The expected output is an exact restatement of all the records.
[[ Listed records open ]]
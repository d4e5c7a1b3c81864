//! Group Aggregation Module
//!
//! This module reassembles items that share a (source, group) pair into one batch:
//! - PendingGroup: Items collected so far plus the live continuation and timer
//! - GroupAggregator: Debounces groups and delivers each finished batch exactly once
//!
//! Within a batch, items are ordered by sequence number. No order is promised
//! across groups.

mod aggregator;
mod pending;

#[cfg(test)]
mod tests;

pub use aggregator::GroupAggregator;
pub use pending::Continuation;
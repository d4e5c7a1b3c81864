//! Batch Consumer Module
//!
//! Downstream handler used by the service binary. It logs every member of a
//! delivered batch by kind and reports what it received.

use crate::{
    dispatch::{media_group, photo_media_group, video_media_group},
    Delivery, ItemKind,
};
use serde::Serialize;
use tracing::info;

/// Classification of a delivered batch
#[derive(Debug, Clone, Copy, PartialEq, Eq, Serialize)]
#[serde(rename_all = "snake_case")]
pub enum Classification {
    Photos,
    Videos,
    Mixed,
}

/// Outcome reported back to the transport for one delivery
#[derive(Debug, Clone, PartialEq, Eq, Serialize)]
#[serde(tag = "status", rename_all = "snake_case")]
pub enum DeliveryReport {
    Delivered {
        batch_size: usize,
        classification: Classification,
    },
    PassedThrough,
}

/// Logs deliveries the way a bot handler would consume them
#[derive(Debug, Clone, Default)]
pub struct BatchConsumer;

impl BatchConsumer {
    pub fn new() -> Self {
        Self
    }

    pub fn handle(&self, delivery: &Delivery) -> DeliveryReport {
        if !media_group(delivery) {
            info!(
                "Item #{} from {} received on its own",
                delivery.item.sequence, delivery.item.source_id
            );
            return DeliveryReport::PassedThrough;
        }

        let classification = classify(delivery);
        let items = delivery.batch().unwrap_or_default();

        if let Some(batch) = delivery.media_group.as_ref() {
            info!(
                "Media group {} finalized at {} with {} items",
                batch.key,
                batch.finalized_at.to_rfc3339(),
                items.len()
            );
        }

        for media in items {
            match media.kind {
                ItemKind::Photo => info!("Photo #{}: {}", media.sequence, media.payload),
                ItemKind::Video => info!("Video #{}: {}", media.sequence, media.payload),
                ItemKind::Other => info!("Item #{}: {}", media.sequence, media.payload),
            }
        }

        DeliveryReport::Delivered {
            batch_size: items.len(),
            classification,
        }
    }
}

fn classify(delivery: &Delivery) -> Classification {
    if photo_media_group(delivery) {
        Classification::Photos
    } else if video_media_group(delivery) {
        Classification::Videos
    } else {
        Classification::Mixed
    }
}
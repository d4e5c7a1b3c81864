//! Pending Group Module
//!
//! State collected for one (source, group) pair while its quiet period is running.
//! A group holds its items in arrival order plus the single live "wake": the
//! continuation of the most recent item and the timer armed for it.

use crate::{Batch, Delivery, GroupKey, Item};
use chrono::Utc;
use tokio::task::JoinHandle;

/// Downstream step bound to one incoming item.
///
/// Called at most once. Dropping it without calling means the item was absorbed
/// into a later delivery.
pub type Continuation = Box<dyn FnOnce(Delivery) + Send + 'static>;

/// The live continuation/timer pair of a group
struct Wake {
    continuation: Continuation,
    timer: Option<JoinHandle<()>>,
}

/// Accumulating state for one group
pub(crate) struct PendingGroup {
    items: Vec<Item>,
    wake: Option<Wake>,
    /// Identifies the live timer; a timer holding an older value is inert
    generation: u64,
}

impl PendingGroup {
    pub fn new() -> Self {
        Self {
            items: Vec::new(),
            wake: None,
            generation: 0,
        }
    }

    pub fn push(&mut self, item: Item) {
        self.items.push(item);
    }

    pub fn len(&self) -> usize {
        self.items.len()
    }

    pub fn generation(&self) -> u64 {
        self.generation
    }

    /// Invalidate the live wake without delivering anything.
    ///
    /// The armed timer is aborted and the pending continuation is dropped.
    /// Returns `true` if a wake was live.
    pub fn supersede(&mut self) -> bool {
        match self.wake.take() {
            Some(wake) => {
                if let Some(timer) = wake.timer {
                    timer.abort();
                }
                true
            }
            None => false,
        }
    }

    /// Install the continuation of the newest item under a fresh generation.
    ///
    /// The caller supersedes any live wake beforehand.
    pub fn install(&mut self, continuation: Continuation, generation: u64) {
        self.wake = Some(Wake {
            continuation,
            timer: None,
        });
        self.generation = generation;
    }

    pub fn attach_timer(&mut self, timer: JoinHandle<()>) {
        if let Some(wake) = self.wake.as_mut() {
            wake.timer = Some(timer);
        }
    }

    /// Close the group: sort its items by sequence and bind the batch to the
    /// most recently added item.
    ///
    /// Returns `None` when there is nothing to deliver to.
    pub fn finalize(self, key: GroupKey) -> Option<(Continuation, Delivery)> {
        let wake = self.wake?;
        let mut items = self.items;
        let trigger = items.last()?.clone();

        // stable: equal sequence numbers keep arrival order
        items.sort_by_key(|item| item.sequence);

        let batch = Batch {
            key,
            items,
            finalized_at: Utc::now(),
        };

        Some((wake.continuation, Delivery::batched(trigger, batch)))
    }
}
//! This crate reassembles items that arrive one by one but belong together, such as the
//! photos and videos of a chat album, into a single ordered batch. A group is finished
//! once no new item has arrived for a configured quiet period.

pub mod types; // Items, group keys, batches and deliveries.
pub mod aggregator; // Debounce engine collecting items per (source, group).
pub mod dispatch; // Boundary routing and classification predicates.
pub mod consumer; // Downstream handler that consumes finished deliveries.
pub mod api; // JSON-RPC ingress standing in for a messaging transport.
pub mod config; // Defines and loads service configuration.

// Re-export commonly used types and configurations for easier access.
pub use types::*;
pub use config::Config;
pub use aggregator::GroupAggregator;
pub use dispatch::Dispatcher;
[[ Listed records closed ]]
Solution to this problem:
repository d4e5c7a1b3c81864
//! Group Aggregation Module
//!
//! This module reassembles items that share a (source, group) pair into one batch:
//! - PendingGroup: Items collected so far plus the live continuation and timer
//! - GroupAggregator: Debounces groups and delivers each finished batch exactly once
//!
//! Within a batch, items are ordered by sequence number. No order is promised
//! across groups.

mod aggregator;
mod pending;

#[cfg(test)]
mod tests;

pub use aggregator::GroupAggregator;
pub use pending::Continuation;
repository d4e5c7a1b3c81864
//! Batch Consumer Module
//!
//! Downstream handler used by the service binary. It logs every member of a
//! delivered batch by kind and reports what it received.

use crate::{
    dispatch::{media_group, photo_media_group, video_media_group},
    Delivery, ItemKind,
};
use serde::Serialize;
use tracing::info;

/// Classification of a delivered batch
#[derive(Debug, Clone, Copy, PartialEq, Eq, Serialize)]
#[serde(rename_all = "snake_case")]
pub enum Classification {
    Photos,
    Videos,
    Mixed,
}

/// Outcome reported back to the transport for one delivery
#[derive(Debug, Clone, PartialEq, Eq, Serialize)]
#[serde(tag = "status", rename_all = "snake_case")]
pub enum DeliveryReport {
    Delivered {
        batch_size: usize,
        classification: Classification,
    },
    PassedThrough,
}

/// Logs deliveries the way a bot handler would consume them
#[derive(Debug, Clone, Default)]
pub struct BatchConsumer;

impl BatchConsumer {
    pub fn new() -> Self {
        Self
    }

    pub fn handle(&self, delivery: &Delivery) -> DeliveryReport {
        if !media_group(delivery) {
            info!(
                "Item #{} from {} received on its own",
                delivery.item.sequence, delivery.item.source_id
            );
            return DeliveryReport::PassedThrough;
        }

        let classification = classify(delivery);
        let items = delivery.batch().unwrap_or_default();

        if let Some(batch) = delivery.media_group.as_ref() {
            info!(
                "Media group {} finalized at {} with {} items",
                batch.key,
                batch.finalized_at.to_rfc3339(),
                items.len()
            );
        }

        for media in items {
            match media.kind {
                ItemKind::Photo => info!("Photo #{}: {}", media.sequence, media.payload),
                ItemKind::Video => info!("Video #{}: {}", media.sequence, media.payload),
                ItemKind::Other => info!("Item #{}: {}", media.sequence, media.payload),
            }
        }

        DeliveryReport::Delivered {
            batch_size: items.len(),
            classification,
        }
    }
}

fn classify(delivery: &Delivery) -> Classification {
    if photo_media_group(delivery) {
        Classification::Photos
    } else if video_media_group(delivery) {
        Classification::Videos
    } else {
        Classification::Mixed
    }
}
repository d4e5c7a1b3c81864
//! Pending Group Module
//!
//! State collected for one (source, group) pair while its quiet period is running.
//! A group holds its items in arrival order plus the single live "wake": the
//! continuation of the most recent item and the timer armed for it.

use crate::{Batch, Delivery, GroupKey, Item};
use chrono::Utc;
use tokio::task::JoinHandle;

/// Downstream step bound to one incoming item.
///
/// Called at most once. Dropping it without calling means the item was absorbed
/// into a later delivery.
pub type Continuation = Box<dyn FnOnce(Delivery) + Send + 'static>;

/// The live continuation/timer pair of a group
struct Wake {
    continuation: Continuation,
    timer: Option<JoinHandle<()>>,
}

/// Accumulating state for one group
pub(crate) struct PendingGroup {
    items: Vec<Item>,
    wake: Option<Wake>,
    /// Identifies the live timer; a timer holding an older value is inert
    generation: u64,
}

impl PendingGroup {
    pub fn new() -> Self {
        Self {
            items: Vec::new(),
            wake: None,
            generation: 0,
        }
    }

    pub fn push(&mut self, item: Item) {
        self.items.push(item);
    }

    pub fn len(&self) -> usize {
        self.items.len()
    }

    pub fn generation(&self) -> u64 {
        self.generation
    }

    /// Invalidate the live wake without delivering anything.
    ///
    /// The armed timer is aborted and the pending continuation is dropped.
    /// Returns `true` if a wake was live.
    pub fn supersede(&mut self) -> bool {
        match self.wake.take() {
            Some(wake) => {
                if let Some(timer) = wake.timer {
                    timer.abort();
                }
                true
            }
            None => false,
        }
    }

    /// Install the continuation of the newest item under a fresh generation.
    ///
    /// The caller supersedes any live wake beforehand.
    pub fn install(&mut self, continuation: Continuation, generation: u64) {
        self.wake = Some(Wake {
            continuation,
            timer: None,
        });
        self.generation = generation;
    }

    pub fn attach_timer(&mut self, timer: JoinHandle<()>) {
        if let Some(wake) = self.wake.as_mut() {
            wake.timer = Some(timer);
        }
    }

    /// Close the group: sort its items by sequence and bind the batch to the
    /// most recently added item.
    ///
    /// Returns `None` when there is nothing to deliver to.
    pub fn finalize(self, key: GroupKey) -> Option<(Continuation, Delivery)> {
        let wake = self.wake?;
        let mut items = self.items;
        let trigger = items.last()?.clone();

        // stable: equal sequence numbers keep arrival order
        items.sort_by_key(|item| item.sequence);

        let batch = Batch {
            key,
            items,
            finalized_at: Utc::now(),
        };

        Some((wake.continuation, Delivery::batched(trigger, batch)))
    }
}
//! This crate reassembles items that arrive one by one but belong together, such as the
//! photos and videos of a chat album, into a single ordered batch. A group is finished
//! once no new item has arrived for a configured quiet period.

pub mod types; // Items, group keys, batches and deliveries.
pub mod aggregator; // Debounce engine collecting items per (source, group).
pub mod dispatch; // Boundary routing and classification predicates.
pub mod consumer; // Downstream handler that consumes finished deliveries.
pub mod api; // JSON-RPC ingress standing in for a messaging transport.
pub mod config; // Defines and loads service configuration.

// Re-export commonly used types and configurations for easier access.
pub use types::*;
pub use config::Config;
pub use aggregator::GroupAggregator;
pub use dispatch::Dispatcher;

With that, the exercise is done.